I have a Win 7 machine Xeon CPU, 64 Gb of Ram, 4Tb of free disc space (incl. the temp directory)
I end up with a large table (70 million lines, 30 columns).
Whatever I try on it ends up with the GC overhead limit exceeded error and of course the node failing: groupby, row filter, anything…
I tried giving all the ram to knime (up to 64 Gb), same.
I tried switching to use disk only (no memory), same.
I tried chunk parralel, same.
along the way, I get a lot of 'potential deadlock AWT and SWT warnings.
I’m desperate here, I could split the table in two, but because of what I described above, I can’t.
I thought knime could handle big size - though slowing down.
I guess I’d need some more information to debug your problem. So your setup is as follows:
- You’ve set memory to Xmx64G in the knime.ini
- Reading a file results in 70mio rows with 30columns? Which type to the columns have?
- After reading the file you want to directly apply e.g. a Groupby on the entire table or just a subset of it?
- Are there any other chunk loops or similar on your workflow?
What is the minimal workflow to reproduce your problem?

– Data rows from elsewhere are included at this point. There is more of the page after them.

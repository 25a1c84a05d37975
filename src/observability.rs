//! Observability module for logging and metrics setup.
//!
//! This module provides:
//! - Structured logging through `tracing-subscriber` (pretty or JSON)
//! - Prometheus metrics recorder installation
//! - Span and metric helpers used by the receipt pipeline
//!
//! The crate has no server of its own: [`init_observability`] hands back the
//! Prometheus handle and the host decides how to expose `render()`.

use anyhow::Result;
use metrics_exporter_prometheus::{PrometheusBuilder, PrometheusHandle};
use tracing_subscriber::prelude::*;

use crate::observability_config::ObservabilityConfig;

/// Initialize logging and, when enabled, the metrics recorder
pub fn init_observability(config: &ObservabilityConfig) -> Result<Option<PrometheusHandle>> {
    config
        .validate()
        .map_err(|e| anyhow::anyhow!("Invalid observability configuration: {}", e))?;

    init_tracing_with_config(config)?;

    let handle = if config.enable_metrics {
        Some(init_metrics()?)
    } else {
        None
    };

    tracing::info!(
        environment = %config.environment,
        metrics_enabled = config.enable_metrics,
        "Observability stack initialized successfully"
    );
    Ok(handle)
}

/// Initialize structured logging with tracing and configuration
///
/// `RUST_LOG` directives are honored; `LOG_LEVEL` sets this crate's level.
pub fn init_tracing_with_config(config: &ObservabilityConfig) -> Result<()> {
    let filter = tracing_subscriber::EnvFilter::from_default_env()
        .add_directive(format!("receipt_ingest={}", config.log_level).parse()?)
        .add_directive("reqwest=warn".parse()?)
        .add_directive("hyper=warn".parse()?);

    if config.use_pretty_logs() {
        tracing_subscriber::registry()
            .with(filter)
            .with(
                tracing_subscriber::fmt::layer()
                    .pretty()
                    .with_target(true)
                    .with_thread_ids(false)
                    .with_thread_names(false),
            )
            .try_init()?;
    } else {
        tracing_subscriber::registry()
            .with(filter)
            .with(
                tracing_subscriber::fmt::layer()
                    .json()
                    .with_target(true)
                    .with_thread_ids(true)
                    .with_thread_names(true),
            )
            .try_init()?;
    }

    tracing::info!(
        environment = %config.environment,
        log_level = %config.log_level,
        "Tracing initialized with structured logging"
    );
    Ok(())
}

/// Install the global Prometheus recorder
pub fn init_metrics() -> Result<PrometheusHandle> {
    let handle = PrometheusBuilder::new().install_recorder()?;
    tracing::info!("Metrics collection initialized");
    Ok(handle)
}

/// Span wrapping one pipeline invocation
pub fn receipt_span(operation: &str, image_path: &str) -> tracing::Span {
    tracing::info_span!(
        "receipt_operation",
        operation = operation,
        image_path = image_path,
        component = "receipt_pipeline"
    )
}

/// Record the end of a pipeline run (`completed` or the error kind)
pub fn record_pipeline_run(result: &'static str, duration: std::time::Duration) {
    metrics::counter!("receipt_pipeline_runs_total", "result" => result).increment(1);
    metrics::histogram!("receipt_pipeline_duration_seconds").record(duration.as_secs_f64());
}

/// Record how long one stage took
pub fn record_stage_duration(stage: &'static str, duration: std::time::Duration) {
    metrics::histogram!("receipt_stage_duration_seconds", "stage" => stage)
        .record(duration.as_secs_f64());
}

/// Record which parser produced the emitted draft
pub fn record_parse_strategy(strategy: &'static str, confidence: f64) {
    metrics::counter!("receipt_parse_strategy_total", "strategy" => strategy).increment(1);
    metrics::histogram!("receipt_draft_confidence", "strategy" => strategy).record(confidence);
}

/// Record the outcome of a primary parse attempt
pub fn record_primary_outcome(outcome: &'static str) {
    metrics::counter!("receipt_primary_outcomes_total", "outcome" => outcome).increment(1);
}

/// Record the size of an accepted input image
pub fn record_input_metrics(image_size: u64) {
    metrics::histogram!("receipt_image_size_bytes").record(image_size as f64);
}

/// Record OCR output length and engine confidence
pub fn record_ocr_metrics(characters: usize, confidence: f32) {
    metrics::histogram!("receipt_ocr_characters").record(characters as f64);
    metrics::histogram!("receipt_ocr_confidence").record(confidence as f64);
}

/// Update circuit breaker state metric
pub fn update_circuit_breaker_state(is_open: bool) {
    metrics::gauge!("receipt_model_circuit_breaker_open").set(if is_open { 1.0 } else { 0.0 });
}
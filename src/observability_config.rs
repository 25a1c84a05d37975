//! # Observability Configuration
//!
//! Environment-specific configuration for logging and metrics.

use std::env;

/// Observability configuration for different environments
#[derive(Debug, Clone)]
pub struct ObservabilityConfig {
    /// Environment name (development, staging, production)
    pub environment: String,
    /// Log level for this crate's targets
    pub log_level: String,
    /// Log output format ("json" or "pretty")
    pub log_format: String,
    /// Whether to install the Prometheus metrics recorder
    pub enable_metrics: bool,
}

impl Default for ObservabilityConfig {
    fn default() -> Self {
        Self {
            environment: "development".to_string(),
            log_level: "info".to_string(),
            log_format: "json".to_string(),
            enable_metrics: true,
        }
    }
}

impl ObservabilityConfig {
    /// Load configuration from environment variables
    pub fn from_env() -> Self {
        Self {
            environment: env::var("ENVIRONMENT").unwrap_or_else(|_| "development".to_string()),
            log_level: env::var("LOG_LEVEL").unwrap_or_else(|_| "info".to_string()),
            log_format: env::var("LOG_FORMAT").unwrap_or_else(|_| "json".to_string()),
            enable_metrics: env::var("ENABLE_METRICS")
                .unwrap_or_else(|_| "true".to_string())
                .parse()
                .unwrap_or(true),
        }
    }

    /// Check if running in production environment
    pub fn is_production(&self) -> bool {
        self.environment == "production"
    }

    /// Check if running in development environment
    pub fn is_development(&self) -> bool {
        self.environment == "development"
    }

    /// Whether logs should be rendered for humans rather than as JSON
    pub fn use_pretty_logs(&self) -> bool {
        self.is_development() || self.log_format == "pretty"
    }

    /// Validate configuration
    pub fn validate(&self) -> Result<(), String> {
        let valid_levels = ["trace", "debug", "info", "warn", "error"];
        if !valid_levels.contains(&self.log_level.as_str()) {
            return Err(format!("Invalid log level: {}", self.log_level));
        }

        if self.log_format != "json" && self.log_format != "pretty" {
            return Err(format!("Invalid log format: {}", self.log_format));
        }

        let valid_envs = ["development", "staging", "production"];
        if !valid_envs.contains(&self.environment.as_str()) {
            return Err(format!("Invalid environment: {}", self.environment));
        }

        Ok(())
    }
}

#[cfg(test)]
mod tests {
    use super::*;

    #[test]
    fn test_default_config_is_valid() {
        let config = ObservabilityConfig::default();
        assert!(config.validate().is_ok());
        assert!(config.is_development());
        assert!(!config.is_production());
        assert!(config.use_pretty_logs());
    }

    #[test]
    fn test_invalid_values_rejected() {
        let mut config = ObservabilityConfig {
            log_level: "verbose".to_string(),
            ..Default::default()
        };
        assert!(config.validate().is_err());
        config.log_level = "debug".to_string();

        config.log_format = "xml".to_string();
        assert!(config.validate().is_err());
        config.log_format = "json".to_string();

        config.environment = "qa".to_string();
        assert!(config.validate().is_err());
        config.environment = "production".to_string();

        assert!(config.validate().is_ok());
        assert!(!config.use_pretty_logs());
    }
}
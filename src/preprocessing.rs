//! # Image Preprocessing Module
//!
//! Normalizes an arbitrary receipt photo into a canonical form for text
//! recognition: grayscale, bounded size, stretched contrast, sharpened.
//!
//! The processed image lives next to the source under a unique name and is
//! guarded by a [`PreprocessedImage`], which deletes the file when it is
//! dropped. Creating the output and rendering into it are separate steps:
//! the caller keeps the guard while the render runs elsewhere on an open
//! handle, so abandoning a render never leaves a file behind.

use std::fs::File;
use std::io::{BufWriter, Write};
use std::path::{Path, PathBuf};

use image::{imageops::FilterType, GenericImageView, GrayImage, ImageFormat};
use tempfile::TempPath;
use tracing::debug;

use crate::errors::error_logging;
use crate::receipt_config::PreprocessConfig;
use crate::receipt_errors::ReceiptError;

/// Dimensions and timing of one render
#[derive(Debug, Clone, Copy, Default, PartialEq, Eq)]
pub struct RenderStats {
    /// Source image dimensions (width, height)
    pub original_dimensions: (u32, u32),
    /// Output image dimensions (width, height)
    pub final_dimensions: (u32, u32),
    /// Processing time in milliseconds
    pub processing_time_ms: u32,
}

/// A processed image on disk, removed when this value goes out of scope.
#[derive(Debug)]
pub struct PreprocessedImage {
    path: PathBuf,
    temp: Option<TempPath>,
    /// Source image dimensions (width, height)
    pub original_dimensions: (u32, u32),
    /// Output image dimensions (width, height)
    pub final_dimensions: (u32, u32),
    /// Processing time in milliseconds
    pub processing_time_ms: u32,
}

impl PreprocessedImage {
    /// Location of the processed image
    pub fn path(&self) -> &Path {
        &self.path
    }

    /// Attach the stats of the render that filled this file
    pub fn record(&mut self, stats: RenderStats) {
        self.original_dimensions = stats.original_dimensions;
        self.final_dimensions = stats.final_dimensions;
        self.processing_time_ms = stats.processing_time_ms;
    }
}

impl Drop for PreprocessedImage {
    fn drop(&mut self) {
        if let Some(temp) = self.temp.take() {
            if let Err(e) = temp.close() {
                let path = self.path.to_string_lossy();
                error_logging::log_filesystem_error(
                    &e,
                    "remove_preprocessed_image",
                    Some(path.as_ref()),
                    None,
                );
            }
        }
    }
}

/// Turns receipt photos into OCR-ready grayscale images
#[derive(Debug, Clone, Default)]
pub struct ImagePreprocessor {
    config: PreprocessConfig,
}

impl ImagePreprocessor {
    pub fn new(config: PreprocessConfig) -> Self {
        Self { config }
    }

    pub fn config(&self) -> &PreprocessConfig {
        &self.config
    }

    /// Load, transform and write the image at `source` in one go.
    ///
    /// # Errors
    ///
    /// Returns `ReceiptError::ImageProcessing` when the source cannot be read
    /// or decoded, or when the output cannot be written.
    pub fn preprocess(&self, source: &Path) -> Result<PreprocessedImage, ReceiptError> {
        let (mut output, file) = self.create_output(source)?;
        let stats = self.render(source, file)?;
        output.record(stats);
        Ok(output)
    }

    /// Create the empty output file for `source`.
    ///
    /// The file is a PNG in the same directory as the source, named
    /// `.receipt-<random>.png`, so concurrent runs never collide. The guard
    /// owns the name; the returned handle is what [`render`](Self::render)
    /// writes through.
    pub fn create_output(&self, source: &Path) -> Result<(PreprocessedImage, File), ReceiptError> {
        let dir = source
            .parent()
            .filter(|parent| !parent.as_os_str().is_empty())
            .unwrap_or_else(|| Path::new("."));
        let (file, temp) = tempfile::Builder::new()
            .prefix(".receipt-")
            .suffix(".png")
            .tempfile_in(dir)
            .map_err(|e| {
                ReceiptError::ImageProcessing(format!(
                    "cannot create processed image in {}: {}",
                    dir.display(),
                    e
                ))
            })?
            .into_parts();

        let output = PreprocessedImage {
            path: temp.to_path_buf(),
            temp: Some(temp),
            original_dimensions: (0, 0),
            final_dimensions: (0, 0),
            processing_time_ms: 0,
        };
        Ok((output, file))
    }

    /// Decode `source`, transform it and encode the result into `output`.
    ///
    /// Writes go through the handle only, so if the guard has already
    /// removed the name the bytes land in an unlinked file.
    pub fn render(&self, source: &Path, output: File) -> Result<RenderStats, ReceiptError> {
        let start_time = std::time::Instant::now();

        let image = image::open(source).map_err(|e| {
            ReceiptError::ImageProcessing(format!("cannot decode {}: {}", source.display(), e))
        })?;
        let original_dimensions = image.dimensions();

        let processed = self.transform(&image.to_luma8());
        let final_dimensions = processed.dimensions();

        let mut writer = BufWriter::new(output);
        processed
            .write_to(&mut writer, ImageFormat::Png)
            .map_err(|e| {
                ReceiptError::ImageProcessing(format!("cannot encode processed image: {}", e))
            })?;
        writer.flush().map_err(|e| {
            ReceiptError::ImageProcessing(format!("cannot write processed image: {}", e))
        })?;

        let processing_time = start_time.elapsed();
        debug!(
            target: "receipt_preprocessing",
            "Preprocessing completed in {}ms: {}x{} -> {}x{}",
            processing_time.as_millis(),
            original_dimensions.0,
            original_dimensions.1,
            final_dimensions.0,
            final_dimensions.1
        );

        Ok(RenderStats {
            original_dimensions,
            final_dimensions,
            processing_time_ms: processing_time.as_millis() as u32,
        })
    }

    /// Resize, normalize and (optionally) sharpen a grayscale image.
    ///
    /// Downscaling happens first so the per-pixel passes run on at most
    /// `max_width * max_height` pixels.
    pub fn transform(&self, gray: &GrayImage) -> GrayImage {
        let bounded = match fit_within(
            gray.dimensions(),
            (self.config.max_width, self.config.max_height),
        ) {
            Some((width, height)) => image::imageops::resize(gray, width, height, FilterType::Lanczos3),
            None => gray.clone(),
        };

        let normalized = normalize_intensity(&bounded, self.config.normalize_clip_percent);

        if self.config.sharpen {
            imageproc::filter::sharpen3x3(&normalized)
        } else {
            normalized
        }
    }
}

/// Target size that fits `dimensions` inside `bounds` keeping the aspect
/// ratio. `None` when the image already fits; images are never upscaled.
pub fn fit_within(dimensions: (u32, u32), bounds: (u32, u32)) -> Option<(u32, u32)> {
    let (width, height) = dimensions;
    let (max_width, max_height) = bounds;
    if width <= max_width && height <= max_height {
        return None;
    }

    let scale = (max_width as f64 / width as f64).min(max_height as f64 / height as f64);
    let new_width = ((width as f64 * scale).round() as u32).clamp(1, max_width);
    let new_height = ((height as f64 * scale).round() as u32).clamp(1, max_height);
    Some((new_width, new_height))
}

/// Linear contrast stretch. The darkest and brightest `clip_percent` of
/// pixels are ignored when picking the input range, which is then mapped onto
/// the full 0-255 range. Flat images are returned unchanged.
pub fn normalize_intensity(image: &GrayImage, clip_percent: f32) -> GrayImage {
    let total = (image.width() as u64) * (image.height() as u64);
    if total == 0 {
        return image.clone();
    }

    let mut histogram = [0u64; 256];
    for pixel in image.pixels() {
        histogram[pixel[0] as usize] += 1;
    }

    let clip = ((total as f64) * (clip_percent.max(0.0) as f64) / 100.0) as u64;

    let mut cumulative = 0u64;
    let mut low = 0u8;
    for (value, count) in histogram.iter().enumerate() {
        cumulative += count;
        if cumulative > clip {
            low = value as u8;
            break;
        }
    }

    cumulative = 0;
    let mut high = 255u8;
    for (value, count) in histogram.iter().enumerate().rev() {
        cumulative += count;
        if cumulative > clip {
            high = value as u8;
            break;
        }
    }

    if high <= low {
        return image.clone();
    }

    let range = (high - low) as f32;
    let mut lookup = [0u8; 256];
    for (value, slot) in lookup.iter_mut().enumerate() {
        let stretched = ((value as f32 - low as f32) * 255.0 / range).round();
        *slot = stretched.clamp(0.0, 255.0) as u8;
    }

    let mut output = image.clone();
    for pixel in output.pixels_mut() {
        pixel[0] = lookup[pixel[0] as usize];
    }
    output
}

#[cfg(test)]
mod tests {
    use super::*;
    use image::{Luma, Rgb, RgbImage};

    fn write_test_image(dir: &Path, name: &str, width: u32, height: u32) -> PathBuf {
        let mut img = RgbImage::new(width, height);
        for (x, y, pixel) in img.enumerate_pixels_mut() {
            let shade = if (x / 10 + y / 10) % 2 == 0 { 90 } else { 170 };
            *pixel = Rgb([shade, shade, shade]);
        }
        let path = dir.join(name);
        img.save(&path).unwrap();
        path
    }

    #[test]
    fn test_fit_within_never_upscales() {
        assert_eq!(fit_within((400, 300), (2000, 2000)), None);
        assert_eq!(fit_within((2000, 2000), (2000, 2000)), None);
    }

    #[test]
    fn test_fit_within_keeps_aspect_ratio() {
        assert_eq!(fit_within((4000, 2000), (2000, 2000)), Some((2000, 1000)));
        assert_eq!(fit_within((1000, 3000), (2000, 2000)), Some((667, 2000)));
    }

    #[test]
    fn test_normalize_stretches_to_full_range() {
        let mut img = GrayImage::new(10, 1);
        for x in 0..10 {
            img.put_pixel(x, 0, Luma([100 + (x as u8) * 5]));
        }
        let normalized = normalize_intensity(&img, 0.0);
        assert_eq!(normalized.get_pixel(0, 0)[0], 0);
        assert_eq!(normalized.get_pixel(9, 0)[0], 255);
    }

    #[test]
    fn test_normalize_leaves_flat_image_alone() {
        let img = GrayImage::from_pixel(4, 4, Luma([128]));
        assert_eq!(normalize_intensity(&img, 1.0), img);
    }

    #[test]
    fn test_preprocess_writes_and_cleans_up() {
        let dir = tempfile::tempdir().unwrap();
        let source = write_test_image(dir.path(), "receipt.png", 120, 80);

        let preprocessor = ImagePreprocessor::default();
        let processed = preprocessor.preprocess(&source).unwrap();
        let processed_path = processed.path().to_path_buf();

        assert!(processed_path.exists());
        assert_eq!(processed_path.parent(), source.parent());
        assert_ne!(processed_path, source);
        assert_eq!(processed.original_dimensions, (120, 80));
        assert_eq!(processed.final_dimensions, (120, 80));

        let reloaded = image::open(&processed_path).unwrap();
        assert_eq!(reloaded.color(), image::ColorType::L8);

        drop(processed);
        assert!(!processed_path.exists());
        assert!(source.exists());
    }

    #[test]
    fn test_preprocess_bounds_large_images() {
        let dir = tempfile::tempdir().unwrap();
        let source = write_test_image(dir.path(), "wide.jpg", 300, 150);

        let preprocessor = ImagePreprocessor::new(PreprocessConfig {
            max_width: 100,
            max_height: 100,
            ..Default::default()
        });
        let processed = preprocessor.preprocess(&source).unwrap();
        assert_eq!(processed.final_dimensions, (100, 50));
    }

    #[test]
    fn test_preprocess_rejects_undecodable_file() {
        let dir = tempfile::tempdir().unwrap();
        let source = dir.path().join("fake.png");
        std::fs::write(&source, b"definitely not a png").unwrap();

        let result = ImagePreprocessor::default().preprocess(&source);
        assert!(matches!(result, Err(ReceiptError::ImageProcessing(_))));

        let leftovers: Vec<_> = std::fs::read_dir(dir.path())
            .unwrap()
            .filter_map(|e| e.ok())
            .filter(|e| e.file_name().to_string_lossy().starts_with(".receipt-"))
            .collect();
        assert!(leftovers.is_empty());
    }

    #[test]
    fn test_render_after_guard_dropped_leaves_no_file() {
        let dir = tempfile::tempdir().unwrap();
        let source = write_test_image(dir.path(), "late.png", 50, 50);
        let preprocessor = ImagePreprocessor::default();

        let (guard, file) = preprocessor.create_output(&source).unwrap();
        let output_path = guard.path().to_path_buf();
        assert!(output_path.exists());
        drop(guard);
        assert!(!output_path.exists());

        let stats = preprocessor.render(&source, file).unwrap();
        assert_eq!(stats.final_dimensions, (50, 50));
        assert!(!output_path.exists());
    }

    #[test]
    fn test_concurrent_outputs_get_unique_names() {
        let dir = tempfile::tempdir().unwrap();
        let source = write_test_image(dir.path(), "same.png", 40, 40);
        let preprocessor = ImagePreprocessor::default();

        let first = preprocessor.preprocess(&source).unwrap();
        let second = preprocessor.preprocess(&source).unwrap();
        assert_ne!(first.path(), second.path());
    }
}
//! # Receipt Ingest
//!
//! Turns a photographed receipt into a draft transaction: the image is
//! validated, normalized for OCR, read by Tesseract, and parsed into a
//! [`ReceiptDraft`] by a generative model, with a deterministic rule-based
//! parser taking over whenever the model is unavailable or unhelpful.
//!
//! ```rust,no_run
//! use receipt_ingest::{AppConfig, ReceiptPipeline};
//!
//! # async fn example() -> Result<(), Box<dyn std::error::Error>> {
//! let config = AppConfig::load()?;
//! config.validate()?;
//! let _metrics = receipt_ingest::observability::init_observability(&config.observability)?;
//!
//! let pipeline = ReceiptPipeline::from_config(config.pipeline)?;
//! let draft = pipeline.process("receipt.jpg".as_ref(), None).await?;
//! println!("{}", serde_json::to_string_pretty(&draft)?);
//! # Ok(())
//! # }
//! ```

pub mod circuit_breaker;
pub mod config;
pub mod draft;
pub mod errors;
pub mod fallback_parser;
pub mod instance_manager;
pub mod jobs;
pub mod model_parser;
pub mod observability;
pub mod observability_config;
pub mod observer;
pub mod ocr;
pub mod pipeline;
pub mod preprocessing;
pub mod receipt_config;
pub mod receipt_errors;
pub mod validation;

// Re-export types for easier access
pub use config::AppConfig;
pub use draft::{ParseStrategy, ReceiptCategory, ReceiptDraft};
pub use jobs::{JobId, JobStatus, ReceiptJobs};
pub use model_parser::{GeminiClient, ModelClient, PrimaryOutcome};
pub use observer::{PipelineEvent, PipelineObserver, PipelineStage};
pub use ocr::{OcrOutput, TesseractRecognizer, TextRecognizer};
pub use pipeline::ReceiptPipeline;
pub use receipt_config::PipelineConfig;
pub use receipt_errors::ReceiptError;
//! # Receipt Pipeline Error Types
//!
//! Fatal errors a pipeline invocation can surface to its caller. A failed or
//! degenerate primary parse is not an error: it is recovered internally by
//! the fallback parser and never appears here.

/// Fatal pipeline errors
#[derive(Debug, Clone, PartialEq)]
pub enum ReceiptError {
    /// Input file rejected before any processing
    Validation(String),
    /// Image could not be decoded, transformed or written
    ImageProcessing(String),
    /// OCR engine failed to produce text
    Extraction(String),
    /// Caller-supplied deadline exceeded
    Timeout(String),
}

impl ReceiptError {
    /// Short stable tag used for metrics labels and log fields
    pub fn kind(&self) -> &'static str {
        match self {
            ReceiptError::Validation(_) => "validation",
            ReceiptError::ImageProcessing(_) => "image_processing",
            ReceiptError::Extraction(_) => "extraction",
            ReceiptError::Timeout(_) => "timeout",
        }
    }
}

impl std::fmt::Display for ReceiptError {
    fn fmt(&self, f: &mut std::fmt::Formatter<'_>) -> std::fmt::Result {
        match self {
            ReceiptError::Validation(msg) => {
                write!(f, "[VALIDATION] Receipt image validation failed: {}", msg)
            }
            ReceiptError::ImageProcessing(msg) => {
                write!(f, "[IMAGE_PROCESSING] Receipt image preprocessing failed: {}", msg)
            }
            ReceiptError::Extraction(msg) => {
                write!(f, "[OCR_EXTRACT] Text extraction from receipt failed: {}", msg)
            }
            ReceiptError::Timeout(msg) => {
                write!(f, "[TIMEOUT] Receipt processing timed out: {}", msg)
            }
        }
    }
}

impl std::error::Error for ReceiptError {}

Can you attach your log file?
Sorry for the trouble,
Yup, memory up to 64g. (-XmX set in knime.ini)
The columns are mixed strings and doubles
the data has been heavily ‘worked’ (50-ish nodes) before ending up to a big node holding the 70M lines x30 columns and I need to do - for instance - a row filter on it (like filter lines with YEAR = 2015)
No other chunck loops in the flow
the minimal workflow is (node with data) -> (row filter), since this is where it fails each time with GC overhead limit exceeded.
did you try to use the streaming executor to filter the rows / execute your workflow?
Nope, let me try it and I’ll come back to you!
Thanks for your help!